EXERCISE DIRECTIONS:
Starting at the top of the records, output every line through the one that contains "simulation pass: tests", keeping each exactly as it appears.

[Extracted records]
* * *

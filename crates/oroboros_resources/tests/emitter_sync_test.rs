//! Integration test: emitter lifecycle against a host-resident GPU buffer.
//!
//! The host service plays both the device and the simulation pass: tests
//! write accumulator values straight into the buffer the way the compute
//! step would, then check what the CPU write protocol does with them.

use std::sync::Arc;

use oroboros_resources::{
    merge_record, EmitterConfig, EmitterManager, EmitterRecord, GpuBufferService, GpuError, GpuRecord, Handle,
    HostBufferService, Node, NodeManager, ResourceError, INVALID_INDEX,
};
use oroboros_resources::emitter::MAX_EMITTERS;

fn setup(hide_on_destroy: bool) -> (Arc<HostBufferService>, EmitterManager) {
    let service = Arc::new(HostBufferService::new());
    let emitters = EmitterManager::new(service.clone(), MAX_EMITTERS, hide_on_destroy).unwrap();
    (service, emitters)
}

/// Overwrites the resident accumulator of `slot`, as the simulation pass would.
fn simulate_step(service: &HostBufferService, emitters: &EmitterManager, slot: u32, accumulator: f32) {
    let buffer = emitters.mirror().buffer_id();
    let mut bytes = [0u8; EmitterRecord::STRIDE];
    service.read(buffer, slot, &mut bytes).unwrap();

    let mut record: EmitterRecord = bytemuck::pod_read_unaligned(&bytes);
    record.time_accumulator = accumulator;
    service.write(buffer, slot, bytemuck::bytes_of(&record)).unwrap();
}

fn node(index: u32) -> Handle<Node> {
    Handle::from_raw_parts(index, 0)
}

#[test]
fn test_rate_change_keeps_running_accumulator() {
    let (service, mut emitters) = setup(false);
    let handle = emitters
        .create(node(0), EmitterConfig::default().with_emission_rate(5.0))
        .unwrap();
    assert_eq!(emitters.record(handle).unwrap().time_accumulator, 0.0);

    simulate_step(&service, &emitters, handle.index(), 2.3);

    emitters.get_mut(handle).unwrap().config.emission_rate = 8.0;
    emitters.write_to_gpu(handle, true).unwrap();

    let record = emitters.record(handle).unwrap();
    assert_eq!(record.emission_rate, 8.0);
    assert_eq!(record.time_accumulator, 2.3);
    assert_eq!(record.visible, 1);
}

#[test]
fn test_write_without_preserve_resets_accumulator() {
    let (service, mut emitters) = setup(false);
    let handle = emitters.create(node(0), EmitterConfig::default()).unwrap();

    simulate_step(&service, &emitters, handle.index(), 7.75);
    emitters.write_to_gpu(handle, false).unwrap();

    assert_eq!(emitters.record(handle).unwrap().time_accumulator, 0.0);
}

#[test]
fn test_destroyed_slot_reused_with_next_generation() {
    let (_, mut emitters) = setup(false);
    let first = emitters.create(node(0), EmitterConfig::default()).unwrap();
    let second = emitters.create(node(1), EmitterConfig::default()).unwrap();
    let third = emitters.create(node(2), EmitterConfig::default()).unwrap();
    assert_eq!([first.index(), second.index(), third.index()], [0, 1, 2]);

    assert!(emitters.destroy(second));
    let fourth = emitters
        .create(node(3), EmitterConfig::default().with_emission_rate(42.0))
        .unwrap();

    assert_eq!(fourth.index(), second.index());
    assert_eq!(fourth.generation(), second.generation() + 1);

    assert!(emitters.get(second).unwrap_err().is_invalid_handle());
    assert!(emitters.write_to_gpu(second, true).unwrap_err().is_invalid_handle());
    assert!(!emitters.destroy(second));

    assert_eq!(emitters.get(fourth).unwrap().config.emission_rate, 42.0);
    assert_eq!(emitters.count(), 3);
}

#[test]
fn test_index_past_capacity_touches_nothing() {
    let (service, mut emitters) = setup(false);
    emitters.create(node(0), EmitterConfig::default()).unwrap();

    let buffer = emitters.mirror().buffer_id();
    let before = service.resident_bytes(buffer).unwrap();
    let writes = service.write_count();

    let outside = Handle::from_raw_parts(MAX_EMITTERS, 0);
    let error = emitters.write_to_gpu(outside, true).unwrap_err();

    assert_eq!(
        error,
        ResourceError::Gpu(GpuError::OutOfCapacity {
            index: MAX_EMITTERS,
            capacity: MAX_EMITTERS,
        })
    );
    assert!(error.is_capacity());
    assert_eq!(service.resident_bytes(buffer).unwrap(), before);
    assert_eq!(service.write_count(), writes);
}

#[test]
fn test_every_slot_reads_back_what_was_written() {
    let (_, mut emitters) = setup(false);

    let handles: Vec<_> = (0..MAX_EMITTERS)
        .map(|i| {
            let config = EmitterConfig::default()
                .with_emission_rate(i as f32)
                .with_lifetime(0.5 + i as f32);
            emitters.create(node(i), config).unwrap()
        })
        .collect();

    for handle in handles {
        let expected = merge_record(emitters.get(handle).unwrap(), None);
        assert_eq!(emitters.record(handle).unwrap(), expected);
        assert_eq!(emitters.mirror().read(handle.index()).unwrap().node_index, handle.index());
    }
}

#[test]
fn test_full_pool_rejects_create_without_writing() {
    let service = Arc::new(HostBufferService::new());
    let mut emitters = EmitterManager::new(service.clone(), 2, false).unwrap();
    emitters.create(node(0), EmitterConfig::default()).unwrap();
    emitters.create(node(1), EmitterConfig::default()).unwrap();
    let writes = service.write_count();

    let error = emitters.create(node(2), EmitterConfig::default()).unwrap_err();
    assert!(error.is_capacity());
    assert_eq!(emitters.count(), 2);
    assert_eq!(service.write_count(), writes);
}

#[test]
fn test_failed_create_produces_no_handle() {
    let (service, mut emitters) = setup(false);
    service.fail_next_write(GpuError::OutOfDeviceMemory);

    let result = emitters.create(node(0), EmitterConfig::default());
    assert_eq!(result, Err(ResourceError::Gpu(GpuError::OutOfDeviceMemory)));
    assert_eq!(emitters.count(), 0);
    assert_eq!(emitters.iter().count(), 0);

    let handle = emitters.create(node(0), EmitterConfig::default()).unwrap();
    assert_eq!(handle.index(), 0);
}

#[test]
fn test_device_error_leaves_previous_record() {
    let (service, mut emitters) = setup(false);
    let handle = emitters
        .create(node(0), EmitterConfig::default().with_emission_rate(5.0))
        .unwrap();
    simulate_step(&service, &emitters, handle.index(), 1.25);

    emitters.update(handle, EmitterConfig::default().with_emission_rate(9.0)).unwrap();
    service.fail_next_write(GpuError::DeviceLost);

    let error = emitters.write_to_gpu(handle, true).unwrap_err();
    assert_eq!(error, ResourceError::Gpu(GpuError::DeviceLost));

    let record = emitters.record(handle).unwrap();
    assert_eq!(record.emission_rate, 5.0);
    assert_eq!(record.time_accumulator, 1.25);
}

#[test]
fn test_texture_binding_reaches_record() {
    let (_, mut emitters) = setup(false);
    let handle = emitters.create(node(0), EmitterConfig::default()).unwrap();
    assert_eq!(emitters.record(handle).unwrap().texture_index, INVALID_INDEX);

    emitters.set_texture(handle, Some(Handle::from_raw_parts(17, 3))).unwrap();
    emitters.write_to_gpu(handle, true).unwrap();
    assert_eq!(emitters.record(handle).unwrap().texture_index, 17);

    emitters.set_texture(handle, None).unwrap();
    emitters.write_to_gpu(handle, true).unwrap();
    assert_eq!(emitters.record(handle).unwrap().texture_index, INVALID_INDEX);
}

#[test]
fn test_stale_node_index_is_written() {
    let (_, mut emitters) = setup(false);
    let mut nodes = NodeManager::new(8);
    let _anchor = nodes.create(Node::default()).unwrap();
    let target = nodes.create(Node::default()).unwrap();

    let handle = emitters.create(target, EmitterConfig::default()).unwrap();
    assert!(nodes.destroy(target));

    emitters.write_to_gpu(handle, true).unwrap();
    assert_eq!(emitters.record(handle).unwrap().node_index, target.index());
    assert!(!nodes.is_alive(emitters.get(handle).unwrap().node()));
}

#[test]
fn test_destroy_keeps_stale_record_visible_by_default() {
    let (_, mut emitters) = setup(false);
    let handle = emitters.create(node(0), EmitterConfig::default()).unwrap();

    assert!(emitters.destroy(handle));
    assert_eq!(emitters.mirror().read(handle.index()).unwrap().visible, 1);
}

#[test]
fn test_hide_on_destroy_clears_visibility() {
    let (service, mut emitters) = setup(true);
    let handle = emitters.create(node(0), EmitterConfig::default()).unwrap();
    simulate_step(&service, &emitters, handle.index(), 3.0);

    assert!(emitters.destroy(handle));

    let record = emitters.mirror().read(handle.index()).unwrap();
    assert_eq!(record.visible, 0);
    assert_eq!(record.time_accumulator, 3.0);
}

#[test]
fn test_hide_on_destroy_failure_still_destroys() {
    let (service, mut emitters) = setup(true);
    let handle = emitters.create(node(0), EmitterConfig::default()).unwrap();
    service.fail_next_write(GpuError::DeviceLost);

    assert!(emitters.destroy(handle));
    assert_eq!(emitters.count(), 0);
}

#[test]
fn test_dropped_manager_returns_its_buffer() {
    let service = Arc::new(HostBufferService::with_budget(4 * EmitterRecord::STRIDE));

    // A level reload rebuilds its emitters on the same device every time
    for _ in 0..3 {
        let mut emitters = EmitterManager::new(service.clone(), 4, false).unwrap();
        let handle = emitters.create(node(0), EmitterConfig::default()).unwrap();
        assert_eq!(emitters.record(handle).unwrap().visible, 1);
        assert_eq!(service.allocated_bytes(), 4 * EmitterRecord::STRIDE);

        drop(emitters);
        assert_eq!(service.allocated_bytes(), 0);
    }
}
//! Animation clips.
//!
//! Clip content comes from an authoring collaborator and is stored as an
//! opaque payload. This layer only manages slot lifetime and lookup.

use std::any::Any;
use std::fmt;
use std::sync::Arc;

use oroboros_pool::{Handle, PoolError, SlotPool};

use crate::error::AuthoringError;
use crate::ResourceResult;

/// Default maximum live clips
pub const MAX_ANIMATION_CLIPS: u32 = 1024;

/// Authored clip content. Never interpreted here.
pub struct ClipPayload(Box<dyn Any + Send + Sync>);

impl ClipPayload {
    /// Wraps authored content.
    #[must_use]
    pub fn new<P: Any + Send + Sync>(payload: P) -> Self {
        Self(Box::new(payload))
    }

    /// Borrows the content as `P`, if that is what was stored.
    #[must_use]
    pub fn downcast_ref<P: Any>(&self) -> Option<&P> {
        self.0.downcast_ref()
    }
}

impl fmt::Debug for ClipPayload {
    fn fmt(&self, f: &mut fmt::Formatter<'_>) -> fmt::Result {
        f.write_str("ClipPayload(..)")
    }
}

/// Builds clip content for a requested shape.
pub trait AnimationAuthoring: Send + Sync {
    /// Produces the payload for a clip.
    ///
    /// # Errors
    ///
    /// Returns an [`AuthoringError`] when the clip cannot be built.
    fn author(&self, channel_count: u32, duration: f32, name: &str) -> Result<ClipPayload, AuthoringError>;
}

/// An animation clip.
#[derive(Debug)]
pub struct AnimationClip {
    name: String,
    channel_count: u32,
    duration: f32,
    payload: ClipPayload,
}

impl AnimationClip {
    /// Clip name.
    #[must_use]
    pub fn name(&self) -> &str {
        &self.name
    }

    /// Number of animated channels.
    #[must_use]
    pub const fn channel_count(&self) -> u32 {
        self.channel_count
    }

    /// Length in seconds.
    #[must_use]
    pub const fn duration(&self) -> f32 {
        self.duration
    }

    /// Authored content, stored verbatim.
    #[must_use]
    pub const fn payload(&self) -> &ClipPayload {
        &self.payload
    }
}

/// Owns clip slots and the authoring collaborator.
pub struct AnimationClipManager {
    pool: SlotPool<AnimationClip>,
    authoring: Arc<dyn AnimationAuthoring>,
}

impl AnimationClipManager {
    /// Creates a manager for `capacity` clips.
    ///
    /// # Panics
    ///
    /// Panics if `capacity` is zero.
    #[must_use]
    pub fn new(authoring: Arc<dyn AnimationAuthoring>, capacity: u32) -> Self {
        Self {
            pool: SlotPool::new(capacity as usize),
            authoring,
        }
    }

    /// Authors and stores a clip.
    ///
    /// The pool is checked before authoring, so a full pool never invokes the
    /// collaborator. A failed authoring consumes no slot.
    ///
    /// # Errors
    ///
    /// `AllocationFailed` when every slot is live, or `Authoring`.
    pub fn create(&mut self, channel_count: u32, duration: f32, name: &str) -> ResourceResult<Handle<AnimationClip>> {
        if self.pool.is_full() {
            return Err(PoolError::AllocationFailed {
                capacity: self.pool.capacity(),
            }
            .into());
        }

        let payload = self
            .authoring
            .author(channel_count, duration, name)
            .inspect_err(|error| tracing::warn!(clip = name, %error, "clip authoring failed"))?;

        let handle = self.pool.allocate_with(AnimationClip {
            name: name.to_owned(),
            channel_count,
            duration,
            payload,
        })?;

        tracing::debug!(?handle, clip = name, channel_count, "clip created");
        Ok(handle)
    }

    /// Destroys a clip. Returns false for invalid handles.
    pub fn destroy(&mut self, handle: Handle<AnimationClip>) -> bool {
        let destroyed = self.pool.free(handle);
        if destroyed {
            tracing::debug!(?handle, "clip destroyed");
        }
        destroyed
    }

    /// Gets a clip.
    ///
    /// # Errors
    ///
    /// `InvalidHandle` for stale or freed handles.
    pub fn get(&self, handle: Handle<AnimationClip>) -> ResourceResult<&AnimationClip> {
        Ok(self.pool.get(handle)?)
    }

    /// Finds a live clip by name. First match in slot order.
    #[must_use]
    pub fn find_by_name(&self, name: &str) -> Option<Handle<AnimationClip>> {
        self.pool
            .iter()
            .find_map(|(handle, clip)| (clip.name == name).then_some(handle))
    }

    /// Number of live clips.
    #[must_use]
    pub const fn count(&self) -> usize {
        self.pool.count()
    }

    /// Maximum number of clips.
    #[must_use]
    pub fn capacity(&self) -> u32 {
        // The pool was built from a u32 capacity
        self.pool.capacity() as u32
    }

    /// Iterates over live clips.
    pub fn iter(&self) -> impl Iterator<Item = (Handle<AnimationClip>, &AnimationClip)> {
        self.pool.iter()
    }
}

impl fmt::Debug for AnimationClipManager {
    fn fmt(&self, f: &mut fmt::Formatter<'_>) -> fmt::Result {
        f.debug_struct("AnimationClipManager")
            .field("count", &self.pool.count())
            .field("capacity", &self.pool.capacity())
            .finish_non_exhaustive()
    }
}

#[cfg(test)]
mod tests {
    use super::*;
    use std::sync::atomic::{AtomicUsize, Ordering};

    #[derive(Debug, PartialEq)]
    struct Channels(Vec<f32>);

    #[derive(Default)]
    struct FakeAuthoring {
        calls: AtomicUsize,
    }

    impl AnimationAuthoring for FakeAuthoring {
        fn author(&self, channel_count: u32, duration: f32, name: &str) -> Result<ClipPayload, AuthoringError> {
            self.calls.fetch_add(1, Ordering::Relaxed);
            if name.is_empty() {
                return Err(AuthoringError("clip needs a name".to_owned()));
            }
            Ok(ClipPayload::new(Channels(vec![duration; channel_count as usize])))
        }
    }

    fn manager(capacity: u32) -> (Arc<FakeAuthoring>, AnimationClipManager) {
        let authoring = Arc::new(FakeAuthoring::default());
        let clips = AnimationClipManager::new(authoring.clone(), capacity);
        (authoring, clips)
    }

    #[test]
    fn test_payload_stored_verbatim() {
        let (_, mut clips) = manager(4);
        let handle = clips.create(3, 1.5, "walk").unwrap();

        let clip = clips.get(handle).unwrap();
        assert_eq!(clip.name(), "walk");
        assert_eq!(clip.channel_count(), 3);
        assert_eq!(clip.duration(), 1.5);
        assert_eq!(clip.payload().downcast_ref::<Channels>(), Some(&Channels(vec![1.5; 3])));
        assert!(clip.payload().downcast_ref::<u32>().is_none());
    }

    #[test]
    fn test_authoring_failure_consumes_no_slot() {
        let (_, mut clips) = manager(1);

        let error = clips.create(2, 1.0, "").unwrap_err();
        assert!(matches!(error, crate::ResourceError::Authoring(_)));
        assert_eq!(clips.count(), 0);

        assert!(clips.create(2, 1.0, "idle").is_ok());
    }

    #[test]
    fn test_full_pool_skips_authoring() {
        let (authoring, mut clips) = manager(1);
        clips.create(1, 1.0, "idle").unwrap();

        assert!(clips.create(1, 1.0, "run").unwrap_err().is_capacity());
        assert_eq!(authoring.calls.load(Ordering::Relaxed), 1);
    }

    #[test]
    fn test_find_by_name() {
        let (_, mut clips) = manager(4);
        let idle = clips.create(1, 1.0, "idle").unwrap();
        let run = clips.create(1, 0.5, "run").unwrap();

        assert_eq!(clips.find_by_name("run"), Some(run));
        assert!(clips.destroy(run));
        assert_eq!(clips.find_by_name("run"), None);
        assert_eq!(clips.find_by_name("idle"), Some(idle));
    }
}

* * *

RESULT OF THE EXERCISE:
filename crates/oroboros_resources/tests/emitter_sync_test.rs
//! Integration test: emitter lifecycle against a host-resident GPU buffer.
//!
//! The host service plays both the device and the simulation pass: tests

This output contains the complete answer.